Compliance costs would be hard to calculate because I expect that direct compliance costs (hours spent by accountants) would be smaller than the indirect cost of doing economically stupid things to jump through tax hoops. Recently some investors wanted to put money into where I work. Probably 80% of their discussions were about tax consequences of their actions instead of whether their investment would make money.
I'm still wondering how retail purchases (hotel, car rental, plane tickets, airplane tickets, auto fuel, meals, office supplies, printing, trade show supplies, capital goods like TVs and laptops, etc used for business) are going to be sheltered from the FairTax without requiring compliance costs to prove the business usage, and at the same time keeping many people from abusing the system since there will be no paper trail?
Compliance costs would be hard to calculate because I expect that direct compliance costs (hours spent by accountants) would be smaller than the indirect cost of doing economically stupid things to jump through tax hoopsYou aren't getting it. 20 to 30% of the (gross) price of every product/service (no matter what country it's from) is imbedded tax costs. If a company is paying 3% of it's gross in actual tax then 17 to 27% of the price is compliance cost...Oh yea and if five companies in the supply chain pay 5% of their gross then it's 25% "cascading" tax...

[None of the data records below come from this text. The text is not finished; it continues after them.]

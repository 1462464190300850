//! Error types for the output writers.

use thiserror::Error;

/// Errors raised while rendering or writing a table.
#[derive(Debug, Error)]
pub enum OutputError {
    /// Writers refuse to render a table with no rows.
    #[error("table '{0}' has no rows to write")]
    EmptyInput(String),

    /// A row does not have the same columns as the first row.
    #[error("row {row} of table '{table}' does not match the header")]
    ShapeMismatch { table: String, row: usize },

    /// Writer configuration is unusable.
    #[error("invalid writer configuration: {0}")]
    InvalidConfig(String),

    /// Delimited input could not be parsed.
    #[error("malformed delimited input at line {line}: {message}")]
    Malformed { line: usize, message: String },

    /// IO error.
    #[error("IO error: {0}")]
    Io(#[from] std::io::Error),
}

impl OutputError {
    /// Create an empty-input error.
    pub fn empty(table: impl Into<String>) -> Self {
        Self::EmptyInput(table.into())
    }

    /// Create a malformed-input error.
    pub fn malformed(line: usize, message: impl Into<String>) -> Self {
        Self::Malformed {
            line,
            message: message.into(),
        }
    }
}

/// Result type alias for output operations.
pub type Result<T> = std::result::Result<T, OutputError>;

Just ask them for an example. phil_will1 has one to show you I'm sure.
Ask him about the "asymptotic curve"...That ought to prove it for you.
phil_will1: "The answer in both cases is the same: they are both asymptotic curves, meaning that they approach a constant but never reach it, even if you extend the curve into infinity. If you were to go thousands of levels deep into the supply chain, you would reach a point where accumulated taxes account for well over 99% of the price you would be paying.
In other words you get to 30% really fast but to get to "well over 99%" takes quite a bit longer.
"Compliance costs would be hard to calculate because I expect that direct compliance costs (hours spent by accountants) would be smaller than the indirect cost of doing economically stupid things to jump through tax hoops. Recently some investors wanted to put money into where I work. Probably 80% of their discussions were about tax consequences of their actions instead of whether their investment would make money."
I agree, the toll those kinds of things take on our economy are enormous. I heard that when Daimler-Benz merged, their boards spent days in working the thing out. When they emerged, it was announced that they would be headquartered in Stuttgart, Germany. One of the direcotrs apparently said that they wanted to be based in Detroit, but when they analyzed the tax implications, that was a no go. Multiply that times the many, many times that happens (mostly on a smaller scale) and the impact has to be enormous.
I would not consider these kinds of things "compliance costs", but they are economic drags nonetheless. In fact, even when these aspects don't result in a business actually leaving our shores, just the time and energy wasted has to be enormous. That aspect could be considered a compliance cost.